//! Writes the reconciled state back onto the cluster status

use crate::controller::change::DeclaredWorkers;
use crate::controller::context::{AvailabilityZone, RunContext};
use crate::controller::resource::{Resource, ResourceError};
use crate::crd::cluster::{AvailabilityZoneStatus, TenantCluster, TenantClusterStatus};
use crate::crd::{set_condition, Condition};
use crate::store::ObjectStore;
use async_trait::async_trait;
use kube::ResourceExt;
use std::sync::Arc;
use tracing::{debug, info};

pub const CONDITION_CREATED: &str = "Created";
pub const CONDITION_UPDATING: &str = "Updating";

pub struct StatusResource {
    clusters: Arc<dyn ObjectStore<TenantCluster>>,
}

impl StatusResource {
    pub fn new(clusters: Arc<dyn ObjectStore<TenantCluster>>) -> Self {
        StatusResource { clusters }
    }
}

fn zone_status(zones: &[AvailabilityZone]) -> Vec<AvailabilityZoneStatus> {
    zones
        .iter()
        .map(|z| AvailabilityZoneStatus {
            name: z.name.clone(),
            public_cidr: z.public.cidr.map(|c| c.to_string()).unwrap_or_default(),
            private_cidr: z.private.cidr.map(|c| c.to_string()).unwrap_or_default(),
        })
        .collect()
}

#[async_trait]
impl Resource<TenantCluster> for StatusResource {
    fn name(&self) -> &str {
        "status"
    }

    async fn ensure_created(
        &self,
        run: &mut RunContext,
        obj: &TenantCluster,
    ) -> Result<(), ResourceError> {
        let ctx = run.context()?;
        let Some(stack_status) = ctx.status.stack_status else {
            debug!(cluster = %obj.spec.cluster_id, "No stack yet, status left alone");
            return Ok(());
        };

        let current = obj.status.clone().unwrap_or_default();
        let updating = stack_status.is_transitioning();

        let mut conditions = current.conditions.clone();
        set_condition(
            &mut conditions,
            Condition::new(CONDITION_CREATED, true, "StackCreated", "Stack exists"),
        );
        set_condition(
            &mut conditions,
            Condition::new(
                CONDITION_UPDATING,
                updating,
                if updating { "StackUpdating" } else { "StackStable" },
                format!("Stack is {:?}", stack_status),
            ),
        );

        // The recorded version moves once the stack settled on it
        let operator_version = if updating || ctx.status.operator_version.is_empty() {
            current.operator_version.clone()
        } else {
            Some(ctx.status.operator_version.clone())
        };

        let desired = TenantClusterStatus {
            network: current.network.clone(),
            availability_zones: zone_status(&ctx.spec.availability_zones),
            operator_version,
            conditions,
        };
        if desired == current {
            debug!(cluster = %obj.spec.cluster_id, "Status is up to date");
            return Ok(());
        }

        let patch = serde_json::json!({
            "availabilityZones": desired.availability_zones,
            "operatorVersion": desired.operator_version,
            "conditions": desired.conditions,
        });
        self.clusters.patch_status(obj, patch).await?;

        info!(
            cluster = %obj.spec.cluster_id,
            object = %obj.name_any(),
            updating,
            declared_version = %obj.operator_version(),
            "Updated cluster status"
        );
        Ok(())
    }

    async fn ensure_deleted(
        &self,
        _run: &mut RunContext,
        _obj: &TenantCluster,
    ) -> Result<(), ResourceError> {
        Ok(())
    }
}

========

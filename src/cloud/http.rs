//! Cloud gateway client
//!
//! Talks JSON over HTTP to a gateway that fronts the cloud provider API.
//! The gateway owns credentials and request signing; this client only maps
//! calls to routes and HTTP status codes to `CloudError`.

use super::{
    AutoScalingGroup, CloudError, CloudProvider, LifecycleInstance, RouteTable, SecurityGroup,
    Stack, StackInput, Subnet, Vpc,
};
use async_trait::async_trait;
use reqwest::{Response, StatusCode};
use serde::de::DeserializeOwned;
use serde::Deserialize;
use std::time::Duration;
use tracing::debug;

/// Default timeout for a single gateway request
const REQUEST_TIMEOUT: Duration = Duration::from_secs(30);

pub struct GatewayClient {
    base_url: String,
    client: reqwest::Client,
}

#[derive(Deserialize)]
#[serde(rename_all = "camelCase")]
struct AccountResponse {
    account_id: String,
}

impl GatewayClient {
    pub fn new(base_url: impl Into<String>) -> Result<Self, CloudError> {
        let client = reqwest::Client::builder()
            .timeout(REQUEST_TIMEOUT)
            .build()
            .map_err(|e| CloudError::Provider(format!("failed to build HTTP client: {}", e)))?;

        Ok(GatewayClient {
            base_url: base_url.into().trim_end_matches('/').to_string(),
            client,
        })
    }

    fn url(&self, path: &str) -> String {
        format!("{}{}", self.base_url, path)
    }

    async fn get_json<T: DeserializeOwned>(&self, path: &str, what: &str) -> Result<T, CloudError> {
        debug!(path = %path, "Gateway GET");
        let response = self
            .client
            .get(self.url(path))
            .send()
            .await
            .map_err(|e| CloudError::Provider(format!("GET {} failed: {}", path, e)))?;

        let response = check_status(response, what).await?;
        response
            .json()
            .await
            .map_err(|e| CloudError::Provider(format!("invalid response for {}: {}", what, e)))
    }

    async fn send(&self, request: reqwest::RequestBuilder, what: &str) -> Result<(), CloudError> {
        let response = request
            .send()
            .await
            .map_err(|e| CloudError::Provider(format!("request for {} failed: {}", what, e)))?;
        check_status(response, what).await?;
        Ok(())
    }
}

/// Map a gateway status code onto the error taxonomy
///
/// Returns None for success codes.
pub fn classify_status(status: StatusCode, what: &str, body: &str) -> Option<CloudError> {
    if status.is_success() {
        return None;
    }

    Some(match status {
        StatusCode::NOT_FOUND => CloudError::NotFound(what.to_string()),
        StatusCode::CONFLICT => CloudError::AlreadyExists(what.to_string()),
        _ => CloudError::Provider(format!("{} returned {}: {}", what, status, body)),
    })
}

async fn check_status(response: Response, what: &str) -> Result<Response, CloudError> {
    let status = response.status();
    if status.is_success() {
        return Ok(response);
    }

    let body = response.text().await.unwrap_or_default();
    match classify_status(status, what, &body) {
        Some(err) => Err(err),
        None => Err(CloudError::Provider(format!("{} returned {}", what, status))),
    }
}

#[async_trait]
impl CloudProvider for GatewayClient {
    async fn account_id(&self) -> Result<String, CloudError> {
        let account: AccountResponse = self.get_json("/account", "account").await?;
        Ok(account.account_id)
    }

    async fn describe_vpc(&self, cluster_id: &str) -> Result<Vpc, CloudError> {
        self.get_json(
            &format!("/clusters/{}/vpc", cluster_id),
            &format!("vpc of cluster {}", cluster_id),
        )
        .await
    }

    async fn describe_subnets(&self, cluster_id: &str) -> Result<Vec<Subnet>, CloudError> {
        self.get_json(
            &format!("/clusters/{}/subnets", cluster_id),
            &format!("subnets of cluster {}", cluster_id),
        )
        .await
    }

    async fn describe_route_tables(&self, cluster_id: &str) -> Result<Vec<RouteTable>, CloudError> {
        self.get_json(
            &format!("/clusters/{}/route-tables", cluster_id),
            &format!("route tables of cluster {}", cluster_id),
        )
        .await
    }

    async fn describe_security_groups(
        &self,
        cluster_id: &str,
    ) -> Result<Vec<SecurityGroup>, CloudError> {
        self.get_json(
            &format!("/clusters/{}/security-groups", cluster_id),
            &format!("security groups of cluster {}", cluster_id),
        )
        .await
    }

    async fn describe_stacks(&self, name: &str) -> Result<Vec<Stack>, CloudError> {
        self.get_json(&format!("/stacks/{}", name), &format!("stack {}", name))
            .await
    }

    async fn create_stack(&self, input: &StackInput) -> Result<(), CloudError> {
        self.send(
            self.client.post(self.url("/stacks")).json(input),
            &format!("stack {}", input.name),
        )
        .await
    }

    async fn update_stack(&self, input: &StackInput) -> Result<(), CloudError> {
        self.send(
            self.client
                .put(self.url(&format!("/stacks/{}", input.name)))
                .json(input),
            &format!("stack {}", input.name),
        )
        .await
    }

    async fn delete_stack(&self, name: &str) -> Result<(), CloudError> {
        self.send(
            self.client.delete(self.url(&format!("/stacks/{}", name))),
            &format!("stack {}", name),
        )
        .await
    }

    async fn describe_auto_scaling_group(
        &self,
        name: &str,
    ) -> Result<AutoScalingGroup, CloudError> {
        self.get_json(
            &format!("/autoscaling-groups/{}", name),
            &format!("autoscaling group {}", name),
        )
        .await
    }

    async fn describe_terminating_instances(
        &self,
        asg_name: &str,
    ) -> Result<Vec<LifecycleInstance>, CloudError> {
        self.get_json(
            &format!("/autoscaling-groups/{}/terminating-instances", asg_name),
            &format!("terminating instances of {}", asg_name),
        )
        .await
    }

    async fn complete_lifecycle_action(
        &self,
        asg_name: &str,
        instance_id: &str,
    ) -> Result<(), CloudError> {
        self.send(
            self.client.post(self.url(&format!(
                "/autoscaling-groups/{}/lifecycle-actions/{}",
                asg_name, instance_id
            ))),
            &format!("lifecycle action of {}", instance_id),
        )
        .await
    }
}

========

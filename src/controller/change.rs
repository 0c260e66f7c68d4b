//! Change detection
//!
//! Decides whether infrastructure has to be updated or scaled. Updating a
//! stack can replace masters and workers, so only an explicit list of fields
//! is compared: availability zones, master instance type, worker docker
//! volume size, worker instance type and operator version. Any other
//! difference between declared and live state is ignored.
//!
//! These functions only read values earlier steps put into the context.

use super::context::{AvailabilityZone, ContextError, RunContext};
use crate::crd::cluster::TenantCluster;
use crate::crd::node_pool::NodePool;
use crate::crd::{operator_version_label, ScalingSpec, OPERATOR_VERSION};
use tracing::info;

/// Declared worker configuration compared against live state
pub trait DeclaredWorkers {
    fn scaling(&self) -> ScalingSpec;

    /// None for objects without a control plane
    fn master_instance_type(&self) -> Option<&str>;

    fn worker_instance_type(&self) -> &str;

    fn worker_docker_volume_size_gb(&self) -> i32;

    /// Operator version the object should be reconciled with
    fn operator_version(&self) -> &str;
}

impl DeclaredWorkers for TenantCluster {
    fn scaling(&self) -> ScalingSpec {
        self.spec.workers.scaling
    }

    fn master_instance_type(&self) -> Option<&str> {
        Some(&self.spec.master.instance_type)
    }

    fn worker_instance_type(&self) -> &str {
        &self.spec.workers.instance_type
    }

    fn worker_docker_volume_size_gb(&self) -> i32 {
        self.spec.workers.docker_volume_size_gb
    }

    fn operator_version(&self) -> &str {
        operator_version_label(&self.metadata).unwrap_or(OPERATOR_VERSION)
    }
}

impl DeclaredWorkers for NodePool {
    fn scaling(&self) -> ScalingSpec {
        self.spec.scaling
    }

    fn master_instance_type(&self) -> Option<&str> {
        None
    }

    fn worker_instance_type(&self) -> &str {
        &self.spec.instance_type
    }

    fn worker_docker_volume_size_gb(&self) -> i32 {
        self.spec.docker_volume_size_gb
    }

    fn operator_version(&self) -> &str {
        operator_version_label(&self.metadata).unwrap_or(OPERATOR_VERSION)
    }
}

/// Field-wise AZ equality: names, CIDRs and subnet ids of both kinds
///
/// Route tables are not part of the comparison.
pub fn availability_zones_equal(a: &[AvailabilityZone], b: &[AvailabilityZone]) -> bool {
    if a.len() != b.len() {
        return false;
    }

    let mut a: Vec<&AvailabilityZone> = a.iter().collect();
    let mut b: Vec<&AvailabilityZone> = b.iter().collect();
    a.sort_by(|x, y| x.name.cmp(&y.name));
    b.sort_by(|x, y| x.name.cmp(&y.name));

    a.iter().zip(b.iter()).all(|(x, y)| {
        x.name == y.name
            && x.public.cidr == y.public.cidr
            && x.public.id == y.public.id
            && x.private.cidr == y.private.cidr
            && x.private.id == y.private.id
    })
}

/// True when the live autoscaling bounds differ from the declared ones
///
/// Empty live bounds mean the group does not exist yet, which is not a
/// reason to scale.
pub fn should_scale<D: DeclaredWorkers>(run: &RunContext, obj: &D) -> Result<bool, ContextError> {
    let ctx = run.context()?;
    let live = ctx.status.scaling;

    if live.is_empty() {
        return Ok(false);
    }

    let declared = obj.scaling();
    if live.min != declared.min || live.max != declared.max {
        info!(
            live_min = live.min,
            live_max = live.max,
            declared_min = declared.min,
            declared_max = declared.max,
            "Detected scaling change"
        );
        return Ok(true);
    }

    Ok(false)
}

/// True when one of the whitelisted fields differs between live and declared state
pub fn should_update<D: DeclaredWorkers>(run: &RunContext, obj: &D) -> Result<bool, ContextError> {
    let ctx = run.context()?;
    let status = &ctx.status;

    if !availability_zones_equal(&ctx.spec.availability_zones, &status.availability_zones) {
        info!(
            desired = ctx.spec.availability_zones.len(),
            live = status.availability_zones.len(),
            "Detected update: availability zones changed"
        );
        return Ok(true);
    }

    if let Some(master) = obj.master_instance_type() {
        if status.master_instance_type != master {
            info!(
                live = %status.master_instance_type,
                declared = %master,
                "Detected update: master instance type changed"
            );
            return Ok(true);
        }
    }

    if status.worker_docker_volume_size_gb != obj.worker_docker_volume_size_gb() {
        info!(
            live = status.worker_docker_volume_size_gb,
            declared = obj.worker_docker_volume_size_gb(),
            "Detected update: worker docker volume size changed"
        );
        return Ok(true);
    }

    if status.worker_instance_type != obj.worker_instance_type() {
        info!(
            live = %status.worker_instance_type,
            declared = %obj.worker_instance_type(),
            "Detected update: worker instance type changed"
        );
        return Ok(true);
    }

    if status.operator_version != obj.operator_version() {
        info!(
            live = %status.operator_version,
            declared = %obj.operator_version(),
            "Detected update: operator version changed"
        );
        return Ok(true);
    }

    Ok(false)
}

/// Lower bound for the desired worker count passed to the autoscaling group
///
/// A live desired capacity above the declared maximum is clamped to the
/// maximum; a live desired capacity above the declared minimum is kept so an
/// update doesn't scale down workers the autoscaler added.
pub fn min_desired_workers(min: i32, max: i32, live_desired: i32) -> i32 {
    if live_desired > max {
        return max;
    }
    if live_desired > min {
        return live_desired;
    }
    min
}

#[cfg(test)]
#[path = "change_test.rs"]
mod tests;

========

### [TASK INSTRUCTIONS]
From the listing above, copy every line that holds the string "clone".

### [WRITTEN REPLY]
            name: z.name.clone(),
        let current = obj.status.clone().unwrap_or_default();
        let mut conditions = current.conditions.clone();
            current.operator_version.clone()
            Some(ctx.status.operator_version.clone())
            network: current.network.clone(),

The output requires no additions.